Repeat exactly the lines from the start of the records below through the line that contains "use crate::error::FetchError;", including both.

Saved entries:
"""

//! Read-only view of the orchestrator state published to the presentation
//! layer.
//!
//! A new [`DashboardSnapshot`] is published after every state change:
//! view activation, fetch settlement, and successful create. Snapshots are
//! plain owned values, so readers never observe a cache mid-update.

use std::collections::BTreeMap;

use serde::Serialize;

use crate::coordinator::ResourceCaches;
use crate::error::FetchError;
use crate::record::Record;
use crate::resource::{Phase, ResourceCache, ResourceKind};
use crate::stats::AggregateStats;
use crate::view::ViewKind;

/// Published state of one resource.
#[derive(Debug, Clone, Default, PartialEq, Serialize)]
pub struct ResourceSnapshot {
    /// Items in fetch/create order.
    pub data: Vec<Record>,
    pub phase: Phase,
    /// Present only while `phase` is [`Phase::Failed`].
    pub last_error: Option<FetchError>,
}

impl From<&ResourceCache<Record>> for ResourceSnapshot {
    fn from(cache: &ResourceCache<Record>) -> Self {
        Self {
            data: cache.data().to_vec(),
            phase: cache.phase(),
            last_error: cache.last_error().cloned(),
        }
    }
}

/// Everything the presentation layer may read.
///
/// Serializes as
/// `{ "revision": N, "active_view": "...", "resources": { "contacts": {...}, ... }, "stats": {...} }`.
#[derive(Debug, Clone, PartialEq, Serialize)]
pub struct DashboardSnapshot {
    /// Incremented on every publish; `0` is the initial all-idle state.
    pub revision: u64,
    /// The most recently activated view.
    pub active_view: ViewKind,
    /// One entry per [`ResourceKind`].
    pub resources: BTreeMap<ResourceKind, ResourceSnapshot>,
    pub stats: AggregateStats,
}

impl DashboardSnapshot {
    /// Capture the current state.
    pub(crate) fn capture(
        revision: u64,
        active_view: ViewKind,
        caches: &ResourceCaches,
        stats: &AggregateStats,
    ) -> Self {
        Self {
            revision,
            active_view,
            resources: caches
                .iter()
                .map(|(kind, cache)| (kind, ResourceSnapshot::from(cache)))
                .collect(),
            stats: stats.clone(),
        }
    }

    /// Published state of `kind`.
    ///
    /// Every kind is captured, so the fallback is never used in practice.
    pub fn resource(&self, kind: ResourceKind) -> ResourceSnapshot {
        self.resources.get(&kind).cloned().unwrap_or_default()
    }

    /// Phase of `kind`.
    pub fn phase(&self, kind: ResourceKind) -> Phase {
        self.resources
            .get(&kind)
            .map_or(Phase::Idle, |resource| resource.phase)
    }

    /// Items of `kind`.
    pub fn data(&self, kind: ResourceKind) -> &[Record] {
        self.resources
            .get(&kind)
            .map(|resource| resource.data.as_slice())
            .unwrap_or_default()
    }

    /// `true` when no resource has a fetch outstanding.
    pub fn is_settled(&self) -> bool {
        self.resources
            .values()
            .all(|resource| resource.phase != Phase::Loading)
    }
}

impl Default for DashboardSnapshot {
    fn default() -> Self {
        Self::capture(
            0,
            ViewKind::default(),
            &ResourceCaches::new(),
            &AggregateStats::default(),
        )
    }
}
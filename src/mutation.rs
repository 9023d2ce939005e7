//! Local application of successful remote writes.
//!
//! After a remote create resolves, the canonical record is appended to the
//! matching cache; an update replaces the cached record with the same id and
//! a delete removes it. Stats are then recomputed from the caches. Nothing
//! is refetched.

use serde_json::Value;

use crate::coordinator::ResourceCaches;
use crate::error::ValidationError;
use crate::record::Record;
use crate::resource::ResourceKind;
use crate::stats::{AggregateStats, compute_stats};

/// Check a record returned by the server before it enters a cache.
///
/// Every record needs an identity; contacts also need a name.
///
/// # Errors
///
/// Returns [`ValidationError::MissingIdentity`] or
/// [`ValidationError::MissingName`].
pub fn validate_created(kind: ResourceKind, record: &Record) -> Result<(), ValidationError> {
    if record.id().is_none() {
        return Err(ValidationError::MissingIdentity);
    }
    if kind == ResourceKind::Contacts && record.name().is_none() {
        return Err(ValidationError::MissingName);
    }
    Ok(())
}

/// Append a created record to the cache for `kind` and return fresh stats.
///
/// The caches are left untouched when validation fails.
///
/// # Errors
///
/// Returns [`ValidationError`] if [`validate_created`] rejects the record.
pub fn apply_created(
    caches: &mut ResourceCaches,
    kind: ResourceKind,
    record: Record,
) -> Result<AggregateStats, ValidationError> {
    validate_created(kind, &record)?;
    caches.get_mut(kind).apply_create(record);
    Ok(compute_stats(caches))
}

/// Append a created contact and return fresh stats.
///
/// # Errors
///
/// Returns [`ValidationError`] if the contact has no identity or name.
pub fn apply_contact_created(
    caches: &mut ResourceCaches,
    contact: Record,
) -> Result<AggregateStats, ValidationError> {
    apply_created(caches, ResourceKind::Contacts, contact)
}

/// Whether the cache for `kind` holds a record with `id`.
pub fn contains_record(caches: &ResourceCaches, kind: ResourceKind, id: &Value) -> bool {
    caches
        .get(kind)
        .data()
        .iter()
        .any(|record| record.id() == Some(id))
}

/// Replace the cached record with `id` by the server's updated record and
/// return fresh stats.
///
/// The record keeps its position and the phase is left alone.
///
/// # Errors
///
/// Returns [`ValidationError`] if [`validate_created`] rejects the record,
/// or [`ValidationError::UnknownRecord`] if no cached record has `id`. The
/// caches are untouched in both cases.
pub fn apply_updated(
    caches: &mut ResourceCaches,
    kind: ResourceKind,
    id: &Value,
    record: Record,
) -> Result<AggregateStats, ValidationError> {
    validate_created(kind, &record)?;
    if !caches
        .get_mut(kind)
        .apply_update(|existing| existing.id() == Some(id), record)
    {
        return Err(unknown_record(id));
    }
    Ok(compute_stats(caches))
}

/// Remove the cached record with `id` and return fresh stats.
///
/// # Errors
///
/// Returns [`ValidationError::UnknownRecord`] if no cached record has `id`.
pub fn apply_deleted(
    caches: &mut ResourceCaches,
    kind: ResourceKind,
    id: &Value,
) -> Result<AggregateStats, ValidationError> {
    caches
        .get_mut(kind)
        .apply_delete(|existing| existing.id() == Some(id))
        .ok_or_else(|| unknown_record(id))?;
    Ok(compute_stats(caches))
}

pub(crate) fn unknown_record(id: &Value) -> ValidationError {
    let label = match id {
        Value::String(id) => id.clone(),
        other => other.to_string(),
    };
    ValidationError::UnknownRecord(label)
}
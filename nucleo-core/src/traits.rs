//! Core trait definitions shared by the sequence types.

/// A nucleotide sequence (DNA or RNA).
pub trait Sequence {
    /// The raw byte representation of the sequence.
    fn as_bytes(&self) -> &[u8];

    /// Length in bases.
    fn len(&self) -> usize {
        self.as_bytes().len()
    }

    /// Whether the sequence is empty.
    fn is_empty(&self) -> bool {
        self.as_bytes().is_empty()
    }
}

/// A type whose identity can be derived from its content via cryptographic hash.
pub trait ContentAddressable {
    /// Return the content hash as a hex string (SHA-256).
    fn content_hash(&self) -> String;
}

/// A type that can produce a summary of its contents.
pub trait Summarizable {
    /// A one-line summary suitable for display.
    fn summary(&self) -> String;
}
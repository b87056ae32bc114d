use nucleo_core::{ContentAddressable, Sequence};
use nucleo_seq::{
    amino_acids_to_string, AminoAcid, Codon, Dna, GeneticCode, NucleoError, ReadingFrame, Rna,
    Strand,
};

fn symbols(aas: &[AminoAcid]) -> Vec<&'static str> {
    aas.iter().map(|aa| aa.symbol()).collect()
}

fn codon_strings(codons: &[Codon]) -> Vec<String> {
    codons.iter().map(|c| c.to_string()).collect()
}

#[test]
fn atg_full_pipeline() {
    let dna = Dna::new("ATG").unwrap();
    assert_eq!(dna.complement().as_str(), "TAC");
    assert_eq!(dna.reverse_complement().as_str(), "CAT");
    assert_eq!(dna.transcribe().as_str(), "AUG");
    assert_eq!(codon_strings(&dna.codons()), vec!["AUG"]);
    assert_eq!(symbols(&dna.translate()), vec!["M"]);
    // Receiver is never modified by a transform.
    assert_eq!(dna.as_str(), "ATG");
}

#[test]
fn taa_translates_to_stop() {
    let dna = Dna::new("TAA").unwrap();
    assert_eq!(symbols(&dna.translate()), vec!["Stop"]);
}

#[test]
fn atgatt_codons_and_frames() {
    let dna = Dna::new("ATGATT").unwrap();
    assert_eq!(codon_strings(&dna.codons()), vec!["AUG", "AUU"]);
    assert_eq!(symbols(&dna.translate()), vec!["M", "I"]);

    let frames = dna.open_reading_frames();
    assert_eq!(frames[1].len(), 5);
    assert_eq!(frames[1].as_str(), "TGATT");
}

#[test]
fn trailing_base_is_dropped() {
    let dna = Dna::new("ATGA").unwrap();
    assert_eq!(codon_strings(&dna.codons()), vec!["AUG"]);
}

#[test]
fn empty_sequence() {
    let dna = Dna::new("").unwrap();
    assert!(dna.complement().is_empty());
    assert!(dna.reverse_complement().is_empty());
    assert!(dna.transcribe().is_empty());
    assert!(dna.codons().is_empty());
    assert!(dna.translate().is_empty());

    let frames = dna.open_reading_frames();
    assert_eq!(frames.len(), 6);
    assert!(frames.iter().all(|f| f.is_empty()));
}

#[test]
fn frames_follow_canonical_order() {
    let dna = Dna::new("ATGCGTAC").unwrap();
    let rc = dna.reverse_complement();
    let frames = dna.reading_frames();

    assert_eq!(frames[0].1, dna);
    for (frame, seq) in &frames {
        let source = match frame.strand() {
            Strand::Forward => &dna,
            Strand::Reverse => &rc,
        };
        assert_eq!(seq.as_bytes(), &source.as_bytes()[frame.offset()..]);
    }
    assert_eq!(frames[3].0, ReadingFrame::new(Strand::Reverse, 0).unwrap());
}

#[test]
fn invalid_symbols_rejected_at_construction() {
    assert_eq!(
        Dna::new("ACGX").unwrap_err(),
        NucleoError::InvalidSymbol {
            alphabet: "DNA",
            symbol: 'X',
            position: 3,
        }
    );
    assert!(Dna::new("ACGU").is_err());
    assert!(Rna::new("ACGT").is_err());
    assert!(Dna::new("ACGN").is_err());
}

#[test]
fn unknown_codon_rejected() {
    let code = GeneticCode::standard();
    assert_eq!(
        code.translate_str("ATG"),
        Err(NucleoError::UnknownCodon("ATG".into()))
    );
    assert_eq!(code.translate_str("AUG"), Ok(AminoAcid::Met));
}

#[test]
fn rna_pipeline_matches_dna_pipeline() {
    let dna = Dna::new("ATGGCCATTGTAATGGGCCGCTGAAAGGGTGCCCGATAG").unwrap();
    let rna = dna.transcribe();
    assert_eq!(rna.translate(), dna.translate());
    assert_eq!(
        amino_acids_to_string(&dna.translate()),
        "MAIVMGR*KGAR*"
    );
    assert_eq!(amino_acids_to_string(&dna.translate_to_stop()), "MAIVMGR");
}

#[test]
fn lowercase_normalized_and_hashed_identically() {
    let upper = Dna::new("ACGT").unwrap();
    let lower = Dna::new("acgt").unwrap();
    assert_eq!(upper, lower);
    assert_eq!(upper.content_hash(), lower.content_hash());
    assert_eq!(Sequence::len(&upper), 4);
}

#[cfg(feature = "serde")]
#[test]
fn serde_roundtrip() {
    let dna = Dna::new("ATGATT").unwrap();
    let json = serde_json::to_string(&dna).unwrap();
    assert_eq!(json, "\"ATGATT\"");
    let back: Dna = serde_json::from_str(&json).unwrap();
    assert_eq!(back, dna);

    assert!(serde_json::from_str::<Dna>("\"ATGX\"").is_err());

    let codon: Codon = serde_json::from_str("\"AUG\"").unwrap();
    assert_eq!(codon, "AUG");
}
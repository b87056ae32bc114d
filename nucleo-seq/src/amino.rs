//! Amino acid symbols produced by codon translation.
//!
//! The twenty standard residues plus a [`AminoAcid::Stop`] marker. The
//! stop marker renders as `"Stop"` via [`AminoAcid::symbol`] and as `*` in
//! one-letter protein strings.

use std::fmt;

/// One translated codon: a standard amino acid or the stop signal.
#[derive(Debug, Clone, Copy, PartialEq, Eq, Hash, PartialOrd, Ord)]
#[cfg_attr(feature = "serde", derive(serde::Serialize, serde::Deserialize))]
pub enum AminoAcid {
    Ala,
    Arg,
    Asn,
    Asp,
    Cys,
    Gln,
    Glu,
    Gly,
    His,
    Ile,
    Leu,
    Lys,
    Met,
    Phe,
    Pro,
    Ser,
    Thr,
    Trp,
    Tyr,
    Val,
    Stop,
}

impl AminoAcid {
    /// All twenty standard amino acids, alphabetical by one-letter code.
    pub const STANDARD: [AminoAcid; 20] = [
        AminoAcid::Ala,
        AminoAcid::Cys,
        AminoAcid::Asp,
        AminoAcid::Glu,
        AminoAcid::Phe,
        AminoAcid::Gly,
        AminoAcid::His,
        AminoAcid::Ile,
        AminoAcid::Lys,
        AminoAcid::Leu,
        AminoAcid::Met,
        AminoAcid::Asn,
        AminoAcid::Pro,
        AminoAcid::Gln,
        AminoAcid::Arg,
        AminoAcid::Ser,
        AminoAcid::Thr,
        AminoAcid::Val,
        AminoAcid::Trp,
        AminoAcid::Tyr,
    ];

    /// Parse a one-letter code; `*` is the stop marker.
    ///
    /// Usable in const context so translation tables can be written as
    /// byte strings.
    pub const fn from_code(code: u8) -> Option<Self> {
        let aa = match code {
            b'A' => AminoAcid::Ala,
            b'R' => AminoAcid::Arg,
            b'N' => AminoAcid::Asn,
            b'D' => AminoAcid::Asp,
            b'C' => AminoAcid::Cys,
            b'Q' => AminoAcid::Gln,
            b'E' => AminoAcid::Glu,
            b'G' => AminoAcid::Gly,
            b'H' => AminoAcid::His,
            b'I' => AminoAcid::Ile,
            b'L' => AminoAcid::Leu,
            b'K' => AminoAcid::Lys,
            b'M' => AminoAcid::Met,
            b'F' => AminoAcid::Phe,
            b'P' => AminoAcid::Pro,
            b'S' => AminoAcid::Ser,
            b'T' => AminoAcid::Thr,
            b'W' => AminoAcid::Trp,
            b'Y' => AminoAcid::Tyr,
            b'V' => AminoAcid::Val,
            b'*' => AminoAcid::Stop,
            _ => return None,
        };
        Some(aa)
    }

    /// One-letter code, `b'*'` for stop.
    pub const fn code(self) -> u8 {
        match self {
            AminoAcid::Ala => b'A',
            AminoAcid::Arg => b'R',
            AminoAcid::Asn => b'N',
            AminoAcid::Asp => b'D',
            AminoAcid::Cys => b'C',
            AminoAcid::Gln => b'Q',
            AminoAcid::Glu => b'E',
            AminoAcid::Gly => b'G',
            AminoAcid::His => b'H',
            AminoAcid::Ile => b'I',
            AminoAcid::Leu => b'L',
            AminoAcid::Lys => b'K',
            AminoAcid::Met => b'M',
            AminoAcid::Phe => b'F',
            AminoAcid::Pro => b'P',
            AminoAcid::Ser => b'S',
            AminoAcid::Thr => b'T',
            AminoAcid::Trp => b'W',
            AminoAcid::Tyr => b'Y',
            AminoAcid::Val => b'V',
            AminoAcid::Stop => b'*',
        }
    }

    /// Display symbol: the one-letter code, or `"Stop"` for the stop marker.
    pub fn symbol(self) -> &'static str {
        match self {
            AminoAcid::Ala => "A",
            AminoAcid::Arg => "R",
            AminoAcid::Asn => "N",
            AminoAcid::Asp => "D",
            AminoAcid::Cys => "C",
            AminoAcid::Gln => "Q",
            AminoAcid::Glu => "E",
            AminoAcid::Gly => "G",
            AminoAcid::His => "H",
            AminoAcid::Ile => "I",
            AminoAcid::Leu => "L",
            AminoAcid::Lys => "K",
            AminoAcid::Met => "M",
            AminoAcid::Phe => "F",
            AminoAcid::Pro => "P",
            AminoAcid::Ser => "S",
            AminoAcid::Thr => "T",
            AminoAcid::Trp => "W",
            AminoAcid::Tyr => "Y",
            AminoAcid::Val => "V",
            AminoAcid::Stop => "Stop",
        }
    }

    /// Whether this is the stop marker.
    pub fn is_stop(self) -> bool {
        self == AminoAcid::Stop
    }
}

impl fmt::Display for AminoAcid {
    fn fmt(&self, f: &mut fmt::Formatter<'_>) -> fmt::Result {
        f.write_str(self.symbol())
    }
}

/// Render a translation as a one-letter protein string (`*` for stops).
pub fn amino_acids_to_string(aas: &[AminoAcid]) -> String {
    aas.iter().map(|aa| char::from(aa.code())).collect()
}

"""

TASK RESULT:
//! Read-only view of the orchestrator state published to the presentation
//! layer.
//!
//! A new [`DashboardSnapshot`] is published after every state change:
//! view activation, fetch settlement, and successful create. Snapshots are
//! plain owned values, so readers never observe a cache mid-update.

use std::collections::BTreeMap;

use serde::Serialize;

use crate::coordinator::ResourceCaches;
use crate::error::FetchError;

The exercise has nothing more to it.